Building Modern Python Applications on AWS - week four

Posted by Jason Feng on March 7, 2021

This is week four course notes of Building Modern Python Applications on AWS on Coursera.

AWS Step Functions Terminology

AWS Step Functions is a reliable service to coordinate distributed components and analyze the flow of your distributed workflow.

Step Functions is based on the concepts of tasks and state machines. You define state machines using the JSON-based Amazon States Language.

Step Functions provides a graphical console to arrange and visualize the components of your application as a series of steps. This makes it simple to build and run multi-step applications. Step Functions automatically triggers and tracks each step, and retries when there are errors, so your application executes in order and as expected.

Read the AWS Step Functions Documentation here: https://aws.amazon.com/step-functions/getting-started/

State Types

States can perform a variety of functions in your state machine:

  • Do some work in your state machine (a Task state)
  • Make a choice between branches of execution (a Choice state)
  • Stop an execution with a failure or success (a Fail or Succeed state)
  • Simply pass its input to its output or inject some fixed data (a Pass state)
  • Provide a delay for a certain amount of time or until a specified time/date (a Wait state)
  • Begin parallel branches of execution (a Parallel state)
  • Dynamically iterate steps (a Map state)

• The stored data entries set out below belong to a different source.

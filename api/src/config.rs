use std::net::SocketAddr;

use clap::Parser;

use crate::corrections::BestChoicePolicy;

#[derive(Parser, Debug, Clone)]
#[command(name = "redline-api", about = "Community feedback board service")]
pub struct Config {
    /// SQLite database file
    #[arg(long, env = "DATABASE_URL", default_value = "redline.db")]
    pub database_url: String,

    /// Address to listen on
    #[arg(long, env = "BIND_ADDR", default_value = "0.0.0.0:8080")]
    pub bind: SocketAddr,

    /// Origin allowed to call the API from a browser
    #[arg(long, env = "CORS_ORIGIN", default_value = "http://localhost:5173")]
    pub cors_origin: String,

    /// Secret used to verify bearer tokens
    #[arg(long, env = "JWT_SECRET", default_value = "dev-secret-change-me")]
    pub jwt_secret: String,

    /// Upstream suggestion service; suggestions are disabled when unset
    #[arg(long, env = "SUGGEST_URL")]
    pub suggest_url: Option<String>,

    /// Who may designate a post's best correction
    #[arg(long, env = "BEST_CHOICE_POLICY", value_enum, default_value = "anyone")]
    pub best_choice: BestChoicePolicy,

    /// Recompute cached vote counts from the ledger before serving
    #[arg(long)]
    pub rebuild_counts: bool,
}

#[cfg(test)]
mod tests {
    use super::*;

    #[test]
    fn explicit_flags_override_defaults() {
        let config = Config::parse_from([
            "redline-api",
            "--database-url",
            "/tmp/board.db",
            "--bind",
            "127.0.0.1:9000",
            "--best-choice",
            "author-only",
            "--suggest-url",
            "http://localhost:7000/suggest",
            "--rebuild-counts",
        ]);
        assert_eq!(config.database_url, "/tmp/board.db");
        assert_eq!(config.bind.port(), 9000);
        assert_eq!(config.best_choice, BestChoicePolicy::AuthorOnly);
        assert_eq!(
            config.suggest_url.as_deref(),
            Some("http://localhost:7000/suggest")
        );
        assert!(config.rebuild_counts);
    }

    #[test]
    fn unknown_policy_is_rejected() {
        let result = Config::try_parse_from(["redline-api", "--best-choice", "moderators"]);
        assert!(result.is_err());
    }
}
#[derive(Debug, Default)]
pub struct FeedState {
    posts: Timeline<Post, CreatePost>,
    comments: HashMap<i64, Timeline<Comment, CreateComment>>,
    corrections: HashMap<i64, Timeline<Correction, CreateCorrection>>,
    comment_errors: HashMap<i64, ClientError>,
    user_votes: HashMap<(TargetKind, i64), Option<i32>>,
    /// Field writes keyed by the ticket at which the server confirmed them.
    /// Kept only while some load issued before that ticket is in flight.
    writes: HashMap<Field, (u64, FieldWrite)>,
    loads_in_flight: BTreeSet<u64>,
}

impl FeedState {
    fn apply(&mut self, write: &FieldWrite) {
        match write {
            FieldWrite::Votes {
                kind: TargetKind::Comment,
                target_id,
                count,
            } => {
                for timeline in self.comments.values_mut() {
                    if timeline.update(*target_id, |c| c.vote_count = *count) {
                        break;
                    }
                }
            }
            FieldWrite::Votes {
                kind: TargetKind::Correction,
                target_id,
                count,
            } => {
                for timeline in self.corrections.values_mut() {
                    if timeline.update(*target_id, |c| c.vote_count = *count) {
                        break;
                    }
                }
            }
            FieldWrite::Best {
                post_id,
                correction_id,
            } => {
                self.posts.update(*post_id, |p| {
                    p.best_correction_id = Some(*correction_id);
                });
            }
            FieldWrite::Suggestion { post_id, text } => {
                self.posts.update(*post_id, |p| {
                    if p.suggestion.is_none() {
                        p.suggestion = Some(text.clone());
                    }
                });
            }
        }
    }

    /// Apply a server-confirmed write and remember it for any load that
    /// was issued before it and has not landed yet.
    fn confirm_write(&mut self, ticket: u64, write: FieldWrite) {
        self.apply(&write);
        if self.loads_in_flight.iter().any(|&issued| issued < ticket) {
            self.writes.insert(write.field(), (ticket, write));
        }
    }

    /// A load issued at `issued` has been installed: put back every write
    /// confirmed after it was issued, then forget writes no remaining load
    /// could miss.
    fn finish_load(&mut self, issued: u64) {
        let newer: Vec<FieldWrite> = self
            .writes
            .values()
            .filter(|(ticket, _)| *ticket > issued)
            .map(|(_, write)| write.clone())
            .collect();
        for write in &newer {
            self.apply(write);
        }
        self.forget_load(issued);
    }

    fn forget_load(&mut self, issued: u64) {
        self.loads_in_flight.remove(&issued);
        match self.loads_in_flight.first().copied() {
            Some(oldest) => self.writes.retain(|_, (ticket, _)| *ticket > oldest),
            None => self.writes.clear(),
        }
    }

    /// Drop own-vote records for targets the projection no longer holds.
    fn prune_user_votes(&mut self) {
        let comments = &self.comments;
        let corrections = &self.corrections;
        self.user_votes.retain(|(kind, id), _| match kind {
            TargetKind::Comment => comments.values().any(|t| t.get(*id).is_some()),
            TargetKind::Correction => corrections.values().any(|t| t.get(*id).is_some()),
        });
    }
}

Any state type other than the Fail type have the full control over the input and the output. You can control those using the “InputPath”, “ResultPath” and “OutputPath”. A path is a string beginning with $ that you can use to identify components within JSON text. Using the “InputPath”, you can determine which portion of the data sent as an input to the state to send into the processing of that state. For example, that could be a Lambda function. Then, you can insert the result from that Lambda function in a node inside of the input. This is useful when you want to be able to keep the data from the input as well as the result of Lambda function without having to do it within the code of the Lambda. Thus, keeping your flow separate from the Lambda microservice. Finally, you can apply another filter from that combination of data by using an “OutputPath” to decide which node you want to keep. You can find an example of how these three works together here: https://docs.aws.amazon.com/step-functions/latest/dg/input-output-example.html

Sample Projects

There are many sample projects provided through the AWS Documentation which you can find here: https://docs.aws.amazon.com/step-functions/latest/dg/create-sample-projects.html

AWS Step Function Integrations

AWS Step Functions integrates with some AWS services so that you can call API actions, and coordinate executions directly from the Amazon States Language in Step Functions. You can directly call and pass parameters to the APIs of those services.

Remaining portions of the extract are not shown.